Material provided: Begin

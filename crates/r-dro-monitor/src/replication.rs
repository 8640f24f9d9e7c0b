//! ---
//! dro_section: "02-monitoring"
//! dro_subsection: "module"
//! dro_type: "source"
//! dro_scope: "code"
//! dro_description: "Region health probing and replication-lag monitoring."
//! dro_version: "v0.1.0"
//! dro_owner: "tbd"
//! ---
use std::sync::Arc;
use std::time::Duration;

use async_trait::async_trait;
use chrono::{DateTime, Utc};
use indexmap::IndexMap;
use parking_lot::Mutex;
use serde::{Deserialize, Serialize};
use tokio::sync::broadcast;
use tokio::task::JoinHandle;
use tracing::{debug, warn};

use r_dro_metrics::FailoverMetrics;

use crate::{MonitorError, Result};

/// Seam over a region's data store exposing its last committed write timestamp.
#[async_trait]
pub trait CommitTimestampSource: Send + Sync {
    async fn last_commit(&self, region_id: &str) -> Result<DateTime<Utc>>;
}

/// Production source querying the database control API over HTTP.
#[derive(Debug, Clone)]
pub struct HttpCommitTimestampSource {
    client: reqwest::Client,
    urls: IndexMap<String, String>,
    timeout: Duration,
}

impl HttpCommitTimestampSource {
    pub fn new(client: reqwest::Client, urls: IndexMap<String, String>, timeout: Duration) -> Self {
        Self {
            client,
            urls,
            timeout,
        }
    }
}

#[async_trait]
impl CommitTimestampSource for HttpCommitTimestampSource {
    async fn last_commit(&self, region_id: &str) -> Result<DateTime<Utc>> {
        let base = self
            .urls
            .get(region_id)
            .ok_or_else(|| MonitorError::UnknownRegion(region_id.to_owned()))?;
        let url = format!("{}/last-commit", base.trim_end_matches('/'));
        let response = self
            .client
            .get(&url)
            .timeout(self.timeout)
            .send()
            .await?
            .error_for_status()
            .map_err(|err| MonitorError::Transport(err.to_string()))?;
        let body: serde_json::Value = response.json().await?;
        let raw = body
            .get("timestamp")
            .and_then(|v| v.as_str())
            .ok_or_else(|| MonitorError::MalformedBody("missing timestamp field".into()))?;
        DateTime::parse_from_rfc3339(raw)
            .map(|ts| ts.with_timezone(&Utc))
            .map_err(|err| MonitorError::MalformedBody(err.to_string()))
    }
}

/// Replication lag expressed fail-closed: anything short of a measured value
/// is `Unknown` and disqualifies the region as a failover target.
#[derive(Debug, Clone, Copy, PartialEq, Eq, Serialize, Deserialize)]
#[serde(rename_all = "lowercase", tag = "kind", content = "seconds")]
pub enum LagSample {
    Seconds(u64),
    Unknown,
}

/// Computed replication status between a primary and one secondary region.
#[derive(Debug, Clone, Serialize, Deserialize)]
pub struct ReplicationStatus {
    pub primary: String,
    pub secondary: String,
    pub lag: LagSample,
    /// Set when the secondary's clock was ahead of the primary's and the lag
    /// was clamped to zero.
    pub skew_flagged: bool,
    pub updated_at: DateTime<Utc>,
}

impl ReplicationStatus {
    /// Failover eligibility gate: a lag is acceptable only when measured and
    /// at or below `max_lag`.
    pub fn within(&self, max_lag: Duration) -> bool {
        match self.lag {
            LagSample::Seconds(lag) => lag <= max_lag.as_secs(),
            LagSample::Unknown => false,
        }
    }
}

/// Computes and caches replication lag between region pairs.
pub struct ReplicationMonitor {
    source: Arc<dyn CommitTimestampSource>,
    latest: Mutex<IndexMap<String, ReplicationStatus>>,
    metrics: Option<FailoverMetrics>,
}

impl ReplicationMonitor {
    pub fn new(source: Arc<dyn CommitTimestampSource>) -> Self {
        Self {
            source,
            latest: Mutex::new(IndexMap::new()),
            metrics: None,
        }
    }

    /// Attach a metrics family; lag samples update the gauge from then on.
    pub fn with_metrics(mut self, metrics: FailoverMetrics) -> Self {
        self.metrics = Some(metrics);
        self
    }

    /// Compare last committed write timestamps and cache the result keyed by
    /// the secondary region. Unreachable stores yield `LagSample::Unknown`.
    pub async fn compute_lag(&self, primary: &str, secondary: &str) -> ReplicationStatus {
        let status = match (
            self.source.last_commit(primary).await,
            self.source.last_commit(secondary).await,
        ) {
            (Ok(primary_ts), Ok(secondary_ts)) => {
                let delta = (primary_ts - secondary_ts).num_seconds();
                let skew = delta < 0;
                if skew {
                    warn!(
                        primary,
                        secondary,
                        skew_seconds = -delta,
                        "secondary commit timestamp ahead of primary; clamping lag to 0"
                    );
                }
                ReplicationStatus {
                    primary: primary.to_owned(),
                    secondary: secondary.to_owned(),
                    lag: LagSample::Seconds(delta.max(0) as u64),
                    skew_flagged: skew,
                    updated_at: Utc::now(),
                }
            }
            (primary_result, secondary_result) => {
                for (region, result) in [(primary, &primary_result), (secondary, &secondary_result)]
                {
                    if let Err(err) = result {
                        debug!(region, error = %err, "commit timestamp unavailable");
                    }
                }
                ReplicationStatus {
                    primary: primary.to_owned(),
                    secondary: secondary.to_owned(),
                    lag: LagSample::Unknown,
                    skew_flagged: false,
                    updated_at: Utc::now(),
                }
            }
        };
        if let Some(metrics) = &self.metrics {
            let lag = match status.lag {
                LagSample::Seconds(secs) => Some(Duration::from_secs(secs)),
                LagSample::Unknown => None,
            };
            metrics.set_replication_lag(secondary, lag);
        }
        self.latest
            .lock()
            .insert(secondary.to_owned(), status.clone());
        status
    }

    /// Most recent status computed for the given secondary region.
    pub fn latest(&self, secondary: &str) -> Option<ReplicationStatus> {
        self.latest.lock().get(secondary).cloned()
    }

    /// Spawn a periodic lag computation for each (primary, secondary) pair.
    pub fn spawn_tasks(
        self: Arc<Self>,
        pairs: Vec<(String, String)>,
        poll_interval: Duration,
        shutdown: &broadcast::Sender<()>,
    ) -> Vec<JoinHandle<()>> {
        let mut handles = Vec::new();
        for (primary, secondary) in pairs {
            let monitor = self.clone();
            let mut shutdown_rx = shutdown.subscribe();
            let handle = tokio::spawn(async move {
                let mut ticker = tokio::time::interval(poll_interval);
                ticker.set_missed_tick_behavior(tokio::time::MissedTickBehavior::Delay);
                loop {
                    tokio::select! {
                        _ = shutdown_rx.recv() => {
                            debug!(primary = %primary, secondary = %secondary, "replication task shutdown");
                            break;
                        }
                        _ = ticker.tick() => {
                            let status = monitor.compute_lag(&primary, &secondary).await;
                            debug!(
                                primary = %primary,
                                secondary = %secondary,
                                lag = ?status.lag,
                                "replication lag sampled"
                            );
                        }
                    }
                }
            });
            handles.push(handle);
        }
        handles
    }
}

#[cfg(test)]
mod tests {
    use super::*;

    struct FixedClocks {
        clocks: IndexMap<String, Option<DateTime<Utc>>>,
    }

    #[async_trait]
    impl CommitTimestampSource for FixedClocks {
        async fn last_commit(&self, region_id: &str) -> Result<DateTime<Utc>> {
            match self.clocks.get(region_id) {
                Some(Some(ts)) => Ok(*ts),
                Some(None) => Err(MonitorError::Transport("store unreachable".into())),
                None => Err(MonitorError::UnknownRegion(region_id.to_owned())),
            }
        }
    }

    fn monitor_with(clocks: IndexMap<String, Option<DateTime<Utc>>>) -> ReplicationMonitor {
        ReplicationMonitor::new(Arc::new(FixedClocks { clocks }))
    }

    #[tokio::test]
    async fn lag_is_primary_minus_secondary() {
        let now = Utc::now();
        let mut clocks = IndexMap::new();
        clocks.insert("us-east".to_string(), Some(now));
        clocks.insert(
            "eu-west".to_string(),
            Some(now - chrono::Duration::seconds(90)),
        );
        let monitor = monitor_with(clocks);

        let status = monitor.compute_lag("us-east", "eu-west").await;
        assert_eq!(status.lag, LagSample::Seconds(90));
        assert!(!status.skew_flagged);
        assert!(status.within(Duration::from_secs(300)));
        assert!(!status.within(Duration::from_secs(60)));
    }

    #[tokio::test]
    async fn clock_skew_clamps_to_zero_and_flags() {
        let now = Utc::now();
        let mut clocks = IndexMap::new();
        clocks.insert("us-east".to_string(), Some(now));
        clocks.insert(
            "eu-west".to_string(),
            Some(now + chrono::Duration::seconds(30)),
        );
        let monitor = monitor_with(clocks);

        let status = monitor.compute_lag("us-east", "eu-west").await;
        assert_eq!(status.lag, LagSample::Seconds(0));
        assert!(status.skew_flagged);
    }

    #[tokio::test]
    async fn lag_samples_feed_the_gauge_with_unknown_as_negative() {
        let now = Utc::now();
        let mut clocks = IndexMap::new();
        clocks.insert("us-east".to_string(), Some(now));
        clocks.insert(
            "eu-west".to_string(),
            Some(now - chrono::Duration::seconds(90)),
        );
        clocks.insert("ap-south".to_string(), None);
        let metrics_registry = r_dro_metrics::new_registry();
        let metrics = FailoverMetrics::new(metrics_registry.clone()).unwrap();
        let monitor =
            ReplicationMonitor::new(Arc::new(FixedClocks { clocks })).with_metrics(metrics);

        monitor.compute_lag("us-east", "eu-west").await;
        monitor.compute_lag("us-east", "ap-south").await;

        let families = metrics_registry.gather();
        let gauge = families
            .iter()
            .find(|family| family.get_name() == "r_dro_replication_lag_seconds")
            .unwrap();
        assert_eq!(gauge.get_metric().len(), 2);
        for metric in gauge.get_metric() {
            match metric.get_label()[0].get_value() {
                "eu-west" => assert_eq!(metric.get_gauge().get_value(), 90.0),
                "ap-south" => assert_eq!(metric.get_gauge().get_value(), -1.0),
                other => panic!("unexpected region label {other}"),
            }
        }
    }

    #[tokio::test]
    async fn unreachable_store_fails_closed() {
        let mut clocks = IndexMap::new();
        clocks.insert("us-east".to_string(), Some(Utc::now()));
        clocks.insert("eu-west".to_string(), None);
        let monitor = monitor_with(clocks);

        let status = monitor.compute_lag("us-east", "eu-west").await;
        assert_eq!(status.lag, LagSample::Unknown);
        assert!(!status.within(Duration::from_secs(u64::MAX)));
        assert_eq!(
            monitor.latest("eu-west").map(|s| s.lag),
            Some(LagSample::Unknown)
        );
    }
}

Material provided: End

■ Required work ■
Go through the material above and count the lines that contain "ReplicationStatus"; answer with the number alone.

■ Expected answer ■
7